Blackstone’s Smokehouse reopens with focus on craft, providing a platform for entertainers

FLINT, Michigan -- Flint native Jerrid Heidel bought Blackstone’s restaurant in 2019, but his connections to the building -- and downtown Flint in general -- are much deeper.

“My dad’s wedding suit was from Blackstone’s (the restaurant was formerly a men’s clothing store),” said Heidel, a University of Michigan-Flint graduate. “I grew up here. When I was in school, I always went to Churchill’s, or Metropolis, or The Copa even. We’d also come down here for festivals. There’s a lot of nostalgia for me personally downtown.”

Heidel was a Famous Dave’s franchisee for nearly 16 years and prior to that, worked for Blue Collar Gourmet. He also ran his own screenprinting and embroidery business.
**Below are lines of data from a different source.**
//! Fundamental geometric and simulation types.

use serde::{Deserialize, Serialize};

/// 2D position on the simulation plane (abstract units, origin top-left).
#[derive(Debug, Clone, Copy, Default, PartialEq, Serialize, Deserialize)]
pub struct Position {
    pub x: f64,
    pub y: f64,
}

/// 2D velocity (units per tick).
#[derive(Debug, Clone, Copy, Default, PartialEq, Serialize, Deserialize)]
pub struct Velocity {
    pub dx: f64,
    pub dy: f64,
}

/// A quantized danger-map grid cell.
#[derive(Debug, Clone, Copy, PartialEq, Eq, Hash, Serialize, Deserialize)]
pub struct GridCell {
    pub gx: i64,
    pub gy: i64,
}

impl Position {
    pub fn new(x: f64, y: f64) -> Self {
        Self { x, y }
    }

    /// Euclidean distance to another position.
    pub fn distance_to(&self, other: &Position) -> f64 {
        let dx = other.x - self.x;
        let dy = other.y - self.y;
        (dx * dx + dy * dy).sqrt()
    }

    /// Quantize to a grid cell of the given size.
    pub fn to_cell(&self, cell_size: f64) -> GridCell {
        GridCell {
            gx: (self.x / cell_size).floor() as i64,
            gy: (self.y / cell_size).floor() as i64,
        }
    }
}

impl Velocity {
    pub fn new(dx: f64, dy: f64) -> Self {
        Self { dx, dy }
    }

    /// Speed magnitude (units per tick).
    pub fn speed(&self) -> f64 {
        (self.dx * self.dx + self.dy * self.dy).sqrt()
    }
}

impl GridCell {
    /// Neighboring cell offset by (dx, dy) steps.
    pub fn offset(&self, dx: i32, dy: i32) -> GridCell {
        GridCell {
            gx: self.gx + dx as i64,
            gy: self.gy + dy as i64,
        }
    }
}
He closed on Blackstone’s in July of 2019 and immediately began changing the concept, starting with the name -- the restaurant became Blackstone’s Smokehouse, with the menu shifting to barbecue staples and comfort foods, but prepared in a way that honors the skill that goes into barbecue -- Heidel says people always ask him why he serves barbecue on white China.

“Barbecue is a true skill, so why not give it the presentation it deserves?” he said.

That focus on graft goes beyond the food and drinks, though. Heidel began reshaping the vibe of the restaurant, with changes to the menu, a renewed focus on customer service and quality, and entertainment, including live music and comedy shows. Rearranged and new furniture, lighting, more TV screens, a portable stage, and other changes were also made, and he made it through a typically busy summer season in Flint that included several large downtown events and festivals.

“I got it just in time to get my butt whipped in that event season of August and early September,” Heidel said. “I felt like we did a good job putting a new identity on the place and by November and December, we were getting some buzz back, compliments, good reviews, we were trying to grind through the cold in January and February.”

Then, like many small business owners across the country, the COVID-19 pandemic decimated his business for more than a year. After the first state-mandated shutdown in late winter, Heidel briefly attempted to operate on a limited basis but quickly learned that it actually was not economically viable to be open at that reduced level. The restaurant shut down and didn’t reopen until the first weekend of April 2021. But when they reopened, there were more big changes -- including ones that put performers front and center.

“During the first shutdown, I decided that if I’m going to concentrate as a venue, I’m going to make it legitimate,” Heidel said. “We built a permanent stage, we have a house PA system and did upgrades on the sound system, so musicians come in and just tap right in. I have a soundboard so I can do the audio mixing, just like if you were at the Capitol (Theatre),  just on a lot smaller scale. The goal is to bring in crafty, artistic music to complement the building and food.”

Heidel has also had local artists Kevin “Scraps” Burdick and Zach Curtis paint multiple murals inside the restaurant. What has resulted is an environment meant to capture the senses -- the smells of the food, sounds created by musicians, and the visually interesting elements of art and the architecture of the building. 

Some of that ambiance will spill out of the restaurant, too. The new PA system allows music to be played out on the patio on Saginaw Street and into Brush Alley behind the building. 

Those changes complement the growing artistic and cultural scene that exists in Flint’s downtown and beyond.

“What I’ve seen over the last handful of years, is we are becoming more and more culturally diverse, and more aware of the performing arts,” Heidel said. “It’s almost like an organic cultural revival of what Flint was in its most vibrant years.”

The Smokehouse so far has live music scheduled every weekend through mid-May and continues to add more performances. Right now, the restaurant is open Thursdays (4-11 p.m.), Fridays (noon-11 p.m.), and Saturdays (noon-11 p.m.). Heidel said those hours should expand as business picks up. 

For now, he’s just focused on recapturing some of the early momentum he felt prior to the pandemic. But as business picks up and more things reopen, expect to see new and exciting things that include more live music and comedy performances from both local and touring artists, a rewards program, and more. All of it is designed to help get more people to see and experience and frequently visit Flint.

“This is one of the cooler places in Genesee County,” he said. “This place would be hopping if it were in Ann Arbor or Grand Rapids or Chicago. I’m trying to grow and build that.”